It would be useful if you told us your age as well. The older you are the more likely is small vessel ischemic disease rather than a demielinating focus.
Demielinating diseases are a group of diseases of which the most famous is multiple
sclerosis, highly unlikely if you are over 45, so since your doctor seems not to think that is the diagnosis I won't elaborate more.
By sequel of small vessel ischemic disease, it means a small stroke, what we call a lacune. It means a small blood vessel is narrowed till it was closed and the small brain area it supplied was damaged due to lack of blood. In itself it may bring no major consequences if not in a critical area, but
small vessel disease is almost always a more spread disease, meaning more blood vessels can be affected and cause accumulative damage over time.
There are multiple causes of small vessel disease, but in most people the main culprit are factors like
high blood pressure,
diabetes, smoking,
high cholesterol, obesity.
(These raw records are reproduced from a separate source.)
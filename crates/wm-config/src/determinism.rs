// SPDX-License-Identifier: AGPL-3.0-or-later
// © 2025 Ryo ∴ SpiralArchitect (kishkavsesvit@icloud.com)
// Part of SpiralTorch — Licensed under AGPL-3.0-or-later.
// Unauthorized derivative works or closed redistribution prohibited under AGPL §13.

use rand::{rngs::StdRng, SeedableRng};
use std::collections::hash_map::DefaultHasher;
use std::hash::{Hash, Hasher};
use std::sync::OnceLock;

const DEFAULT_SEED: u64 = 42;

/// Deterministic seeding configuration shared by every parameter initialiser.
#[derive(Clone, Debug)]
pub struct DeterminismConfig {
    /// Whether deterministic execution is enabled globally.
    pub enabled: bool,
    /// Base seed used to derive per-component seeds.
    pub base_seed: u64,
}

impl DeterminismConfig {
    /// Builds a configuration snapshot from `WM_DETERMINISTIC` and
    /// `WM_DETERMINISTIC_SEED`.
    pub fn from_env() -> Self {
        let enabled = std::env::var("WM_DETERMINISTIC")
            .ok()
            .map(|v| !matches!(v.as_str(), "0" | "false" | "False" | "off" | "OFF"))
            .unwrap_or(false);

        let base_seed = std::env::var("WM_DETERMINISTIC_SEED")
            .ok()
            .and_then(|v| v.parse::<u64>().ok())
            .unwrap_or(DEFAULT_SEED);

        Self { enabled, base_seed }
    }

    /// Derives a deterministic seed for a given component label.
    pub fn seed_for<L: Hash>(&self, label: L) -> u64 {
        let mut hasher = DefaultHasher::new();
        self.base_seed.hash(&mut hasher);
        label.hash(&mut hasher);
        hasher.finish()
    }
}

static CONFIG: OnceLock<DeterminismConfig> = OnceLock::new();

/// Returns the lazily initialised deterministic configuration.
pub fn config() -> &'static DeterminismConfig {
    CONFIG.get_or_init(DeterminismConfig::from_env)
}

/// Installs an explicit configuration. Has no effect once [`config`] has
/// been read.
pub fn configure(cfg: DeterminismConfig) -> &'static DeterminismConfig {
    CONFIG.get_or_init(|| cfg)
}

/// Returns a RNG derived from the provided label. When determinism is disabled
/// this falls back to a random seed from the operating system.
pub fn rng_from_label(label: &str) -> StdRng {
    let cfg = config();
    if cfg.enabled {
        StdRng::seed_from_u64(cfg.seed_for(label))
    } else {
        StdRng::from_entropy()
    }
}

/// Returns a RNG seeded from an optional explicit seed, respecting deterministic
/// overrides when the seed is not provided.
pub fn rng_from_optional(seed: Option<u64>, label: &str) -> StdRng {
    match seed {
        Some(value) => StdRng::seed_from_u64(value),
        None => rng_from_label(label),
    }
}
// SPDX-License-Identifier: AGPL-3.0-or-later
// © 2025 Ryo ∴ SpiralArchitect (kishkavsesvit@icloud.com)
// Part of SpiralTorch — Licensed under AGPL-3.0-or-later.
// Unauthorized derivative works or closed redistribution prohibited under AGPL §13.

use rand::rngs::StdRng;
use rand::{Rng, SeedableRng};
use wm_encoder::{
    to_int_tensor, BitPlane, BitwiseEncoder, BitwiseEncoder2, ChannelNormalize, Encoder,
    EncoderError, HiddenConfiguration, MaskSpec, Parameterized, Tensor,
};

fn unit_image(batch: usize, hw: (usize, usize), seed: u64) -> Tensor {
    let mut rng = StdRng::seed_from_u64(seed);
    Tensor::from_fn(batch, 3 * hw.0 * hw.1, |_, _| rng.gen_range(0.0..1.0)).unwrap()
}

fn bits(batch: usize, length: usize, seed: u64) -> Tensor {
    let mut rng = StdRng::seed_from_u64(seed);
    Tensor::from_fn(batch, length, |_, _| if rng.gen_bool(0.5) { 1.0 } else { 0.0 }).unwrap()
}

/// Asserts `0 <= unnorm(output) - rounded <= (2^b - 1)/256` everywhere.
fn assert_within_bit_budget(output: &Tensor, rounded: &Tensor, plane: BitPlane) {
    let unit = ChannelNormalize::image_inverse().apply(output).unwrap();
    let budget = plane.output_scaling_factor();
    for (value, floor) in unit.data().iter().zip(rounded.data()) {
        let gap = value - floor;
        assert!(gap >= -1e-5, "gap {gap} below zero");
        assert!(gap <= budget + 1e-5, "gap {gap} above {budget}");
    }
}

#[test]
fn direct_encoder_keeps_image_shape() {
    let config = HiddenConfiguration::whole_image((8, 6), 5, 4, 2);
    let encoder = Encoder::new(&config).unwrap();
    let out = encoder
        .forward(&unit_image(3, (8, 6), 1), &bits(3, 5, 2))
        .unwrap();
    assert_eq!(out.shape(), (3, 3 * 8 * 6));
}

#[test]
fn all_ones_mask_matches_unmasked_and_zeros_blank_the_output() {
    let base = HiddenConfiguration::whole_image((4, 4), 3, 4, 1);
    let image = unit_image(2, (4, 4), 7);
    let message = bits(2, 3, 8);

    let plain = Encoder::new(&base).unwrap();
    plain.eval();
    let expected = plain.forward(&image, &message).unwrap();

    let mut ones = Encoder::new(&base.clone().with_mask(MaskSpec::constant(1, (4, 4), 1.0))).unwrap();
    ones.eval();
    ones.load_state_dict(&plain.state_dict().unwrap()).unwrap();
    let masked = ones.forward(&image, &message).unwrap();
    assert!(masked.max_abs_diff(&expected).unwrap() < 1e-6);

    let zeros = Encoder::new(&base.with_mask(MaskSpec::constant(3, (4, 4), 0.0))).unwrap();
    let blank = zeros.forward(&image, &message).unwrap();
    assert!(blank.data().iter().all(|&v| v == 0.0));
}

#[test]
fn bitwise_encoder_stays_within_low_bits() {
    let config = HiddenConfiguration::whole_image((8, 8), 6, 4, 2).with_masking_args(4u32);
    let encoder = BitwiseEncoder::new(&config).unwrap();
    let image = unit_image(2, (8, 8), 11);
    let out = encoder.forward(&image, &bits(2, 6, 12)).unwrap();
    let plane = BitPlane::new(4).unwrap();
    assert_eq!(plane.output_scaling_factor(), 15.0 / 256.0);
    assert_within_bit_budget(&out, &plane.floor(&image), plane);
}

#[test]
fn bitwise_encoder2_stays_within_low_bits() {
    let config = HiddenConfiguration::whole_image((8, 8), 6, 4, 2).with_masking_args("4".to_string());
    let plane = BitPlane::new(4).unwrap();
    let normalized = ChannelNormalize::image()
        .apply(&unit_image(2, (8, 8), 13))
        .unwrap();
    let rounded = plane.floor(&ChannelNormalize::image_inverse().apply(&normalized).unwrap());
    for include_image in [false, true] {
        let encoder = BitwiseEncoder2::new(&config, include_image).unwrap();
        let out = encoder.forward(&normalized, &bits(2, 6, 14)).unwrap();
        assert_eq!(out.shape(), normalized.shape());
        assert_within_bit_budget(&out, &rounded, plane);
    }
}

#[test]
fn int_tensor_floors_into_bytes() {
    let image = Tensor::from_vec(1, 3, vec![0.0, 0.5, 0.999]).unwrap();
    let bytes = to_int_tensor(&image);
    assert_eq!(bytes.data, vec![0, 128, 255]);
}

#[test]
fn bitwise_encoder2_concatenation_width_follows_include_image() {
    let config = HiddenConfiguration::whole_image((4, 4), 2, 3, 1).with_masking_args(2u32);
    let without = BitwiseEncoder2::new(&config, false).unwrap();
    let with = BitwiseEncoder2::new(&config, true).unwrap();
    assert_eq!(without.policy().side_channels(), 3);
    assert_eq!(with.policy().side_channels(), 6);
    assert_eq!(with.fusion_in_channels() - without.fusion_in_channels(), 3);

    let short_message = bits(1, 1, 3);
    assert!(matches!(
        with.forward(&unit_image(1, (4, 4), 4), &short_message),
        Err(EncoderError::ShapeMismatch { .. })
    ));
}

#[test]
fn block_mode_end_to_end() {
    let config = HiddenConfiguration::blocks(4, 8, 2).with_masking_args(3u32);
    let image = unit_image(2, (16, 16), 21);
    let message = bits(2, 4, 22);

    let direct = Encoder::new(&config).unwrap();
    assert_eq!(direct.frame_hw(), (16, 16));
    assert_eq!(direct.message_length(), 4);
    assert_eq!(direct.forward(&image, &message).unwrap().shape(), (2, 768));

    let bitwise = BitwiseEncoder::new(&config).unwrap();
    let out = bitwise.forward(&image, &message).unwrap();
    assert!(out.data().iter().all(|v| (-1.0..=1.0).contains(v)));
}
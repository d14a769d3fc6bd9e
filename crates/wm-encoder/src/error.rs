// SPDX-License-Identifier: AGPL-3.0-or-later
// © 2025 Ryo ∴ SpiralArchitect (kishkavsesvit@icloud.com)
// Part of SpiralTorch — Licensed under AGPL-3.0-or-later.
// Unauthorized derivative works or closed redistribution prohibited under AGPL §13.

use crate::config::ConfigError;
use thiserror::Error;
use wm_tensor::TensorError;

#[derive(Debug, Error)]
pub enum EncoderError {
    #[error("invalid encoder configuration: {0}")]
    Config(#[from] ConfigError),
    #[error("{input} has shape {got:?}, expected {expected:?}")]
    ShapeMismatch {
        input: &'static str,
        expected: (usize, usize),
        got: (usize, usize),
    },
    #[error(transparent)]
    Tensor(#[from] TensorError),
}

pub type EncoderResult<T> = Result<T, EncoderError>;
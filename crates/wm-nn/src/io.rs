// SPDX-License-Identifier: AGPL-3.0-or-later
// © 2025 Ryo ∴ SpiralArchitect (kishkavsesvit@icloud.com)
// Part of SpiralTorch — Licensed under AGPL-3.0-or-later.
// Unauthorized derivative works or closed redistribution prohibited under AGPL §13.

//! Parameter snapshots for checkpointing encoders outside the training loop.

use crate::module::Parameterized;
use crate::{PureResult, Tensor, TensorError};
use serde::{Deserialize, Serialize};
use std::collections::HashMap;
use std::fs::File;
use std::io::{BufReader, BufWriter};
use std::path::Path;
use tracing::debug;

#[derive(Clone, Debug, Serialize, Deserialize)]
struct StoredTensor {
    rows: usize,
    cols: usize,
    data: Vec<f32>,
}

impl StoredTensor {
    fn from_tensor(tensor: &Tensor) -> StoredTensor {
        let (rows, cols) = tensor.shape();
        StoredTensor {
            rows,
            cols,
            data: tensor.data().to_vec(),
        }
    }

    fn into_tensor(self) -> PureResult<Tensor> {
        Tensor::from_vec(self.rows, self.cols, self.data)
    }
}

#[derive(Clone, Debug, Serialize, Deserialize)]
struct ModuleSnapshot {
    parameters: HashMap<String, StoredTensor>,
}

fn to_snapshot<M: Parameterized + ?Sized>(module: &M) -> PureResult<ModuleSnapshot> {
    let parameters = module
        .state_dict()?
        .iter()
        .map(|(name, tensor)| (name.clone(), StoredTensor::from_tensor(tensor)))
        .collect();
    Ok(ModuleSnapshot { parameters })
}

fn restore<M: Parameterized + ?Sized>(module: &mut M, snapshot: ModuleSnapshot) -> PureResult<()> {
    let mut state = HashMap::with_capacity(snapshot.parameters.len());
    for (name, tensor) in snapshot.parameters {
        state.insert(name, tensor.into_tensor()?);
    }
    module.load_state_dict(&state)
}

fn io_error(err: std::io::Error) -> TensorError {
    TensorError::IoError {
        message: err.to_string(),
    }
}

fn serde_error(err: impl ToString) -> TensorError {
    TensorError::SerializationError {
        message: err.to_string(),
    }
}

pub fn save_json<M: Parameterized + ?Sized, P: AsRef<Path>>(module: &M, path: P) -> PureResult<()> {
    let snapshot = to_snapshot(module)?;
    let file = File::create(path.as_ref()).map_err(io_error)?;
    serde_json::to_writer_pretty(BufWriter::new(file), &snapshot).map_err(serde_error)?;
    debug!(path = %path.as_ref().display(), tensors = snapshot.parameters.len(), "saved json snapshot");
    Ok(())
}

pub fn load_json<M: Parameterized + ?Sized, P: AsRef<Path>>(
    module: &mut M,
    path: P,
) -> PureResult<()> {
    let file = File::open(path.as_ref()).map_err(io_error)?;
    let snapshot: ModuleSnapshot =
        serde_json::from_reader(BufReader::new(file)).map_err(serde_error)?;
    restore(module, snapshot)
}

pub fn save_bincode<M: Parameterized + ?Sized, P: AsRef<Path>>(
    module: &M,
    path: P,
) -> PureResult<()> {
    let snapshot = to_snapshot(module)?;
    let file = File::create(path.as_ref()).map_err(io_error)?;
    bincode::serialize_into(BufWriter::new(file), &snapshot).map_err(serde_error)?;
    debug!(path = %path.as_ref().display(), tensors = snapshot.parameters.len(), "saved bincode snapshot");
    Ok(())
}

pub fn load_bincode<M: Parameterized + ?Sized, P: AsRef<Path>>(
    module: &mut M,
    path: P,
) -> PureResult<()> {
    let file = File::open(path.as_ref()).map_err(io_error)?;
    let snapshot: ModuleSnapshot =
        bincode::deserialize_from(BufReader::new(file)).map_err(serde_error)?;
    restore(module, snapshot)
}

#[cfg(test)]
mod tests {
    use super::*;
    use crate::layers::conv::Conv2d;
    use tempfile::tempdir;

    fn conv(seed: u64) -> Conv2d {
        Conv2d::with_seed("io", 2, 3, (3, 3), (1, 1), (1, 1), (4, 4), Some(seed)).unwrap()
    }

    #[test]
    fn save_and_load_roundtrip_json() {
        let dir = tempdir().unwrap();
        let path = dir.path().join("conv.json");
        let source = conv(1);
        save_json(&source, &path).unwrap();
        let mut target = conv(2);
        assert_ne!(source.state_dict().unwrap(), target.state_dict().unwrap());
        load_json(&mut target, &path).unwrap();
        assert_eq!(source.state_dict().unwrap(), target.state_dict().unwrap());
    }

    #[test]
    fn save_and_load_roundtrip_bincode() {
        let dir = tempdir().unwrap();
        let path = dir.path().join("conv.bin");
        let source = conv(3);
        save_bincode(&source, &path).unwrap();
        let mut target = conv(4);
        load_bincode(&mut target, &path).unwrap();
        assert_eq!(source.state_dict().unwrap(), target.state_dict().unwrap());
        assert_eq!(target.state_dict().unwrap().len(), 2);
    }

    #[test]
    fn missing_file_surfaces_io_error() {
        let dir = tempdir().unwrap();
        let mut target = conv(5);
        let err = load_json(&mut target, dir.path().join("absent.json")).unwrap_err();
        assert!(matches!(err, TensorError::IoError { .. }));
    }
}
// SPDX-License-Identifier: AGPL-3.0-or-later
// © 2025 Ryo ∴ SpiralArchitect (kishkavsesvit@icloud.com)
// Part of SpiralTorch — Licensed under AGPL-3.0-or-later.
// Unauthorized derivative works or closed redistribution prohibited under AGPL §13.

//! Dense row-major `f32` tensors for the watermark encoder.
//!
//! Image batches and feature maps are stored one sample per row in
//! channel-major order, i.e. a `(batch, channels, height, width)` volume is a
//! `(batch, channels * height * width)` tensor. Concatenating along the
//! channel axis is therefore a concatenation of row segments, see
//! [`Tensor::cat_cols`].

use core::fmt;
use rand::distributions::{Distribution, Uniform};
use rand::rngs::StdRng;
use rand_distr::StandardNormal;
use std::error::Error;
use wm_config::determinism;

/// Result alias used throughout the tensor and module crates.
pub type PureResult<T> = Result<T, TensorError>;

/// Errors emitted by tensor utilities.
#[derive(Clone, Debug, PartialEq)]
pub enum TensorError {
    /// Construction with a zero-sized axis.
    InvalidDimensions { rows: usize, cols: usize },
    /// Raw buffer length does not match the requested shape.
    DataLength { expected: usize, got: usize },
    /// Two operands with incompatible shapes.
    ShapeMismatch {
        left: (usize, usize),
        right: (usize, usize),
    },
    /// A scalar argument was outside its accepted domain.
    InvalidValue { label: &'static str },
    /// A NaN or infinity reached a place that requires finite numbers.
    NonFiniteValue { label: &'static str, value: f32 },
    /// A state dictionary did not provide a parameter the module owns.
    MissingParameter { name: String },
    /// File system failure while persisting tensors.
    IoError { message: String },
    /// Encoding or decoding failure while persisting tensors.
    SerializationError { message: String },
}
So the best preventive treatment is addressing these issues and also take low dose
aspirin daily.
I don't know why you've been sent to the cardiologist, perhaps to be evaluated for your blood pressure, or perhaps to check for a cardiac origin of your
fainting, like abnormalities of heart rhythm or other heart structural abnormalities.
I don't think the fainting was directly caused by that brain focus, it is an incidental finding.